Pia (not pictured) writes:
I find myself flipping and flopping between wanting to learn more and more about naturally kinky hair, on practical, scientific, spiritual, communal, political levels... but why? Ain't it just hair? Isn't that what we call SUPERFICIAL? Being obsessed with vanity, appearances and things as frivolous as hair.
But what if hair hasn't been a frivolous thing in your life? What if you hair has been a source of embarrassment and shame? What if no matter what you did it never retained length; you never had that "get up and go" hair; doing it was painful and/or disappointing? What if your hair made you feel out of control of yourself?

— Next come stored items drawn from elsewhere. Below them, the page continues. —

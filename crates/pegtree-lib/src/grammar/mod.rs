//! Grammar registration.
//!
//! A [`Grammar`] is an explicit table from rule name to [`Rule`], built once
//! by its author. Registering a rule binds its name, which is how node rules
//! label the tokens they capture and how grammar dumps refer to sub-rules.

mod error;

#[cfg(test)]
mod grammar_tests;

use std::collections::HashSet;
use std::fmt::Write;
use std::sync::Arc;

use indexmap::IndexMap;
use pegtree_core::Token;

pub use error::GrammarError;

use crate::engine::{ParseError, ParserBuilder};
use crate::rule::Rule;

/// A named set of rules with a designated root.
#[derive(Clone, Debug)]
pub struct Grammar {
    name: Arc<str>,
    rules: IndexMap<Arc<str>, Rule>,
    root: Arc<str>,
}

impl Grammar {
    pub fn builder(name: impl Into<Arc<str>>) -> GrammarBuilder {
        GrammarBuilder {
            name: name.into(),
            rules: Vec::new(),
            root: None,
        }
    }

    pub fn name(&self) -> &str {
        &self.name
    }

    pub fn root_name(&self) -> &str {
        &self.root
    }

    pub fn root(&self) -> &Rule {
        // The builder only accepts registered roots.
        &self.rules[&self.root]
    }

    pub fn rule(&self, name: &str) -> Option<&Rule> {
        self.rules.get(name)
    }

    /// Registered rules in declaration order.
    pub fn rules(&self) -> impl Iterator<Item = (&str, &Rule)> {
        self.rules.iter().map(|(name, rule)| (&**name, rule))
    }

    pub fn len(&self) -> usize {
        self.rules.len()
    }

    pub fn is_empty(&self) -> bool {
        self.rules.is_empty()
    }

    /// A parser builder rooted at this grammar's root.
    pub fn parser(&self) -> ParserBuilder {
        ParserBuilder::new(self.root().clone())
    }

    /// Parse all of `input` from the root with default limits.
    pub fn parse(&self, input: &str) -> Result<Token, ParseError> {
        self.parser().build().parse_complete(input)
    }

    /// Every rule as `Name <- definition`, in declaration order.
    pub fn dump(&self) -> String {
        let mut out = String::new();
        for (name, rule) in &self.rules {
            // Writing to a String cannot fail.
            let _ = writeln!(out, "{name} <- {rule}");
        }
        out
    }
}

/// Collects registrations for a [`Grammar`].
#[derive(Debug)]
pub struct GrammarBuilder {
    name: Arc<str>,
    rules: Vec<(Arc<str>, Rule)>,
    root: Option<Arc<str>>,
}

impl GrammarBuilder {
    /// Register `rule` under `name`.
    pub fn rule(mut self, name: impl Into<Arc<str>>, rule: Rule) -> Self {
        self.rules.push((name.into(), rule));
        self
    }

    /// Use the rule registered as `name` as the root. Defaults to the first
    /// registered rule.
    pub fn root(mut self, name: impl Into<Arc<str>>) -> Self {
        self.root = Some(name.into());
        self
    }

    /// Check the registrations, then bind every rule's name.
    ///
    /// Nothing is bound unless every check passes.
    pub fn build(self) -> Result<Grammar, GrammarError> {
        if self.name.is_empty() {
            return Err(GrammarError::EmptyName);
        }

        let mut rules: IndexMap<Arc<str>, Rule> = IndexMap::with_capacity(self.rules.len());
        for (name, rule) in self.rules {
            if name.is_empty() {
                return Err(GrammarError::EmptyName);
            }
            if let Some(bound) = rule.name().filter(|bound| *bound != &*name) {
                return Err(GrammarError::RuleAlreadyNamed {
                    rule: bound.to_string(),
                    name: name.to_string(),
                });
            }
            if rules.contains_key(&name) {
                return Err(GrammarError::DuplicateRule(name.to_string()));
            }
            rules.insert(name, rule);
        }

        let mut registered: HashSet<usize> = HashSet::with_capacity(rules.len());
        for (name, rule) in &rules {
            if !registered.insert(rule.id()) {
                // Same rule under two names.
                let first = rules
                    .iter()
                    .find(|(_, other)| other.ptr_eq(rule))
                    .map_or_else(String::new, |(first, _)| first.to_string());
                return Err(GrammarError::RuleAlreadyNamed {
                    rule: first,
                    name: name.to_string(),
                });
            }
        }

        ensure_nodes_registered(&rules, &registered)?;

        let root = match self.root {
            Some(root) if rules.contains_key(&root) => root,
            Some(root) => return Err(GrammarError::UnknownRoot(root.to_string())),
            None => match rules.keys().next() {
                Some(first) => first.clone(),
                None => return Err(GrammarError::MissingRoot),
            },
        };

        for (name, rule) in &rules {
            rule.bind_name(name)?;
        }

        Ok(Grammar {
            name: self.name,
            rules,
            root,
        })
    }
}

/// Every node reachable from a registered rule must be named once the
/// grammar binds its registrations. Recursive references are not followed:
/// their targets cannot be resolved while a grammar is still being built.
fn ensure_nodes_registered(
    rules: &IndexMap<Arc<str>, Rule>,
    registered: &HashSet<usize>,
) -> Result<(), GrammarError> {
    let mut visited = HashSet::new();
    for (name, rule) in rules {
        let mut stack = vec![rule];
        while let Some(current) = stack.pop() {
            if !visited.insert(current.id()) {
                continue;
            }
            if current.is_node() && current.name().is_none() && !registered.contains(&current.id())
            {
                return Err(GrammarError::UnnamedNode {
                    rule: name.to_string(),
                });
            }
            stack.extend(current.operands());
        }
    }
    Ok(())
}
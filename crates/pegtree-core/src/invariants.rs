//! Invariant checks excluded from coverage reports.

#![cfg_attr(coverage_nightly, coverage(off))]

use crate::Token;

impl Token {
    pub(crate) fn ensure_well_formed(&self) {
        let span = self.span();
        let source = self.source();
        assert!(
            span.start <= span.end && span.end <= source.len(),
            "Token: span {span} out of bounds for source of {} bytes (name `{}`)",
            source.len(),
            self.name()
        );
        assert!(
            source.is_char_boundary(span.start) && source.is_char_boundary(span.end),
            "Token: span {span} splits a UTF-8 char (name `{}`)",
            self.name()
        );

        let mut cursor = span.start;
        for child in self.children() {
            assert!(
                span.contains(child.span()) && child.begin() >= cursor,
                "Token: child `{}` at {} escapes parent `{}` at {span} or overlaps a sibling",
                child.name(),
                child.span(),
                self.name()
            );
            cursor = child.end();
        }
    }
}
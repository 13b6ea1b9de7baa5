//! Errors that can end a parse.

use std::fmt;

use serde::Serialize;

/// Where a parse got stuck.
///
/// `furthest` is the largest byte offset at which any primitive was tried
/// and failed. `expected` lists what those primitives wanted there, in the
/// order they were first tried.
#[derive(Debug, Clone, PartialEq, Eq, Serialize)]
pub struct Failure {
    pub furthest: usize,
    pub expected: Vec<String>,
}

impl fmt::Display for Failure {
    fn fmt(&self, f: &mut fmt::Formatter<'_>) -> fmt::Result {
        match self.expected.as_slice() {
            [] => write!(f, "unexpected input at byte {}", self.furthest),
            [only] => write!(f, "expected {only} at byte {}", self.furthest),
            [init @ .., last] => write!(
                f,
                "expected {} or {last} at byte {}",
                init.join(", "),
                self.furthest
            ),
        }
    }
}

#[derive(Debug, Clone, thiserror::Error)]
pub enum ParseError {
    /// The root rule did not match.
    #[error("no match: {0}")]
    NoMatch(Failure),

    /// The root rule matched a prefix but input remains.
    #[error("input not fully consumed after byte {consumed}: {failure}")]
    Incomplete { consumed: usize, failure: Failure },

    /// Execution fuel exhausted (too many rule applications).
    #[error("parse execution limit exceeded ({0} rule applications)")]
    ExecFuelExhausted(u32),

    /// Rule applications nested deeper than the recursion limit.
    #[error("parse recursion limit exceeded (depth {0})")]
    RecursionLimitExceeded(u32),
}

impl ParseError {
    pub fn failure(&self) -> Option<&Failure> {
        match self {
            ParseError::NoMatch(failure) | ParseError::Incomplete { failure, .. } => Some(failure),
            ParseError::ExecFuelExhausted(_) | ParseError::RecursionLimitExceeded(_) => None,
        }
    }

    /// Furthest byte offset reached, when the parse ran to completion.
    pub fn furthest(&self) -> Option<usize> {
        self.failure().map(|f| f.furthest)
    }
}
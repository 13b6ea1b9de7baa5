//! Catalog of the grammars compiled into this crate.

use pegtree_lib::Grammar;

macro_rules! define_grammars {
    (
        $(
            $fn_name:ident => {
                feature: $feature:literal,
                module: $module:ident,
                names: [$($alias:literal),* $(,)?] $(,)?
            }
        ),* $(,)?
    ) => {
        $(
            #[cfg(feature = $feature)]
            pub fn $fn_name() -> &'static Grammar {
                crate::$module::grammar()
            }
        )*

        /// Look up a grammar by name or alias, case-insensitively.
        pub fn from_name(s: &str) -> Option<&'static Grammar> {
            match s.to_ascii_lowercase().as_str() {
                $(
                    #[cfg(feature = $feature)]
                    $($alias)|* => Some($fn_name()),
                )*
                _ => None,
            }
        }

        /// Every enabled grammar.
        pub fn all() -> Vec<&'static Grammar> {
            vec![
                $(
                    #[cfg(feature = $feature)]
                    $fn_name(),
                )*
            ]
        }
    };
}

define_grammars! {
    arithmetic => {
        feature: "grammar-arithmetic",
        module: arithmetic,
        names: ["arithmetic", "arith", "expr", "expression"],
    },
    json => {
        feature: "grammar-json",
        module: json,
        names: ["json"],
    },
}
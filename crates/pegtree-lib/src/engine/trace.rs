//! Tracing infrastructure for debugging rule application.
//!
//! # Design: Zero-Cost Abstraction
//!
//! The tracer is a type parameter of the parse, not a runtime switch. With
//! `NoopTracer` every trait method is an `#[inline(always)]` empty function,
//! so the compiler removes the calls and their arguments entirely.
//!
//! # Design: Tracer-Owned State
//!
//! Display-only state (indentation depth, which rules were shown) belongs to
//! the tracer. The parse context only reports raw events.

use pegtree_core::utils::truncate_text;
use pegtree_core::{Colors, Token};

use crate::rule::Rule;

/// Verbosity level for trace output.
#[derive(Clone, Copy, Debug, Default, PartialEq, Eq)]
pub enum Verbosity {
    /// Default: registered rules and backtracking only.
    #[default]
    Default,
    /// Verbose (-v): every rule, captured tokens, memo hits, stalls.
    Verbose,
    /// Very verbose (-vv): as verbose, plus the text each match consumed.
    VeryVerbose,
}

/// Tracer trait for parse instrumentation.
///
/// Each method is called at a specific point during a parse:
/// - `trace_enter` - before a rule is applied at `pos`
/// - `trace_exit` - after it returns, with the end offset on success
/// - `trace_token` - when a node rule captures a token
/// - `trace_backtrack` - when a sequence or lookahead rewinds the cursor
/// - `trace_memo_hit` - when a memoized outcome is replayed
/// - `trace_stalled` - when a repetition stops on a zero-width iteration
pub trait Tracer {
    fn trace_enter(&mut self, rule: &Rule, pos: usize);

    fn trace_exit(&mut self, rule: &Rule, pos: usize, end: Option<usize>);

    fn trace_token(&mut self, token: &Token);

    fn trace_backtrack(&mut self, from: usize, to: usize);

    fn trace_memo_hit(&mut self, rule: &Rule, pos: usize, end: Option<usize>);

    fn trace_stalled(&mut self, rule: &Rule, pos: usize);
}

/// No-op tracer that gets optimized away completely.
pub struct NoopTracer;

impl Tracer for NoopTracer {
    #[inline(always)]
    fn trace_enter(&mut self, _rule: &Rule, _pos: usize) {}

    #[inline(always)]
    fn trace_exit(&mut self, _rule: &Rule, _pos: usize, _end: Option<usize>) {}

    #[inline(always)]
    fn trace_token(&mut self, _token: &Token) {}

    #[inline(always)]
    fn trace_backtrack(&mut self, _from: usize, _to: usize) {}

    #[inline(always)]
    fn trace_memo_hit(&mut self, _rule: &Rule, _pos: usize, _end: Option<usize>) {}

    #[inline(always)]
    fn trace_stalled(&mut self, _rule: &Rule, _pos: usize) {}
}

/// Symbols prefixing each trace line.
mod symbol {
    pub const ENTER: &str = "▶";
    pub const MATCH: &str = "●";
    pub const FAIL: &str = "○";
    pub const TOKEN: &str = "⬥";
    pub const BACKTRACK: &str = "❮❮❮";
    pub const MEMO: &str = "↺";
    pub const STALLED: &str = "⊘";
}

/// Width budget for rule labels and matched text.
const LABEL_WIDTH: usize = 40;

/// Tracer that collects an indented execution trace.
pub struct PrintTracer<'s> {
    /// Source being parsed, for matched text.
    source: &'s str,
    verbosity: Verbosity,
    lines: Vec<String>,
    /// Whether each open rule application printed an enter line.
    shown: Vec<bool>,
    depth: usize,
    colors: Colors,
}

impl<'s> PrintTracer<'s> {
    pub fn new(source: &'s str, verbosity: Verbosity, colors: Colors) -> Self {
        Self {
            source,
            verbosity,
            lines: Vec::new(),
            shown: Vec::new(),
            depth: 0,
            colors,
        }
    }

    /// Collected trace lines.
    pub fn lines(&self) -> &[String] {
        &self.lines
    }

    pub fn into_lines(self) -> Vec<String> {
        self.lines
    }

    pub fn print(&self) {
        for line in &self.lines {
            println!("{}", line);
        }
    }

    fn verbose(&self) -> bool {
        self.verbosity != Verbosity::Default
    }

    fn is_shown(&self, rule: &Rule) -> bool {
        rule.name().is_some() || self.verbose()
    }

    fn label(&self, rule: &Rule) -> String {
        let c = &self.colors;
        match rule.name() {
            Some(name) => c.paint(c.blue, name),
            None => truncate_text(&rule.to_string(), LABEL_WIDTH),
        }
    }

    fn push(&mut self, symbol: &str, content: String) {
        let indent = "  ".repeat(self.depth);
        self.lines.push(format!("{indent}{symbol} {content}"));
    }

    fn matched_text(&self, pos: usize, end: usize) -> String {
        let c = &self.colors;
        let text = truncate_text(&self.source[pos..end], LABEL_WIDTH);
        format!(" {}{}{:?}{}", c.dim, c.green, text, c.reset)
    }
}

impl Tracer for PrintTracer<'_> {
    fn trace_enter(&mut self, rule: &Rule, pos: usize) {
        let shown = self.is_shown(rule);
        self.shown.push(shown);
        if !shown {
            return;
        }
        let content = format!("{} @{pos}", self.label(rule));
        self.push(symbol::ENTER, content);
        self.depth += 1;
    }

    fn trace_exit(&mut self, rule: &Rule, pos: usize, end: Option<usize>) {
        if !self.shown.pop().unwrap_or(false) {
            return;
        }
        self.depth = self.depth.saturating_sub(1);

        let label = self.label(rule);
        match end {
            Some(end) => {
                let mut content = format!("{label} {pos}..{end}");
                if self.verbosity == Verbosity::VeryVerbose {
                    content.push_str(&self.matched_text(pos, end));
                }
                self.push(symbol::MATCH, content);
            }
            None => {
                let c = &self.colors;
                let content = format!("{label} {}@{pos}{}", c.red, c.reset);
                self.push(symbol::FAIL, content);
            }
        }
    }

    fn trace_token(&mut self, token: &Token) {
        if !self.verbose() {
            return;
        }
        let c = &self.colors;
        let content = format!(
            "{} {}{}{}",
            c.paint(c.blue, token.name()),
            c.dim,
            token.span(),
            c.reset
        );
        self.push(symbol::TOKEN, content);
    }

    fn trace_backtrack(&mut self, from: usize, to: usize) {
        let c = &self.colors;
        let content = format!("{}{from} -> {to}{}", c.dim, c.reset);
        self.push(symbol::BACKTRACK, content);
    }

    fn trace_memo_hit(&mut self, rule: &Rule, pos: usize, end: Option<usize>) {
        if !self.verbose() {
            return;
        }
        let outcome = match end {
            Some(end) => format!("{pos}..{end}"),
            None => format!("@{pos} failed"),
        };
        let content = format!("{} {outcome}", self.label(rule));
        self.push(symbol::MEMO, content);
    }

    fn trace_stalled(&mut self, rule: &Rule, pos: usize) {
        if !self.verbose() {
            return;
        }
        let content = format!("{} stalled @{pos}", self.label(rule));
        self.push(symbol::STALLED, content);
    }
}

That’s how I felt for a long time. Completely out of control! I did not understand how I could spend so much time on my “hair days” but even after years of giving up relaxers my hair was no longer, no softer, no more manageable than it was when chemically processed. I always managed to make my hair look nice, but I was truthfully unhappy not being able to accomplish what everyone should be able to do without trying- grow hair.
Jump to today and I am astonished at the amount of length I am retaining and I can’t lie, feeling hair on my shoulders for the first time since I was about 11 years old feels friggin’ great! I mean really, I feel sexy and glamorous and cool all at the same time. And what got me to feel this good about myself? My “superficial” obsession with growing long, healthy, natural hair, that’s what!
Seriously, I really put my mind to accomplishing this goal that I had pined for since junior high school when my long thick hair from childhood began its bout with chronic breakage. Let’s do the math: 5 years of bad relaxers courtesy of Chez Pia’s DIY Home Salon plus, 8 years of fumbling around with the mineral oil-filled “Black” products I recalled from my press n’ curl days that never made my hair look quite the same as my childhood pictures plus, 2 years of obsessive research and trial and error to figure it all out. I’d say its about dang time I stumbled across some answer! So yes, I am proud to be able to grow my natural hair long and healthy, but the sense of accomplishment doesn’t come exclusively from retained length.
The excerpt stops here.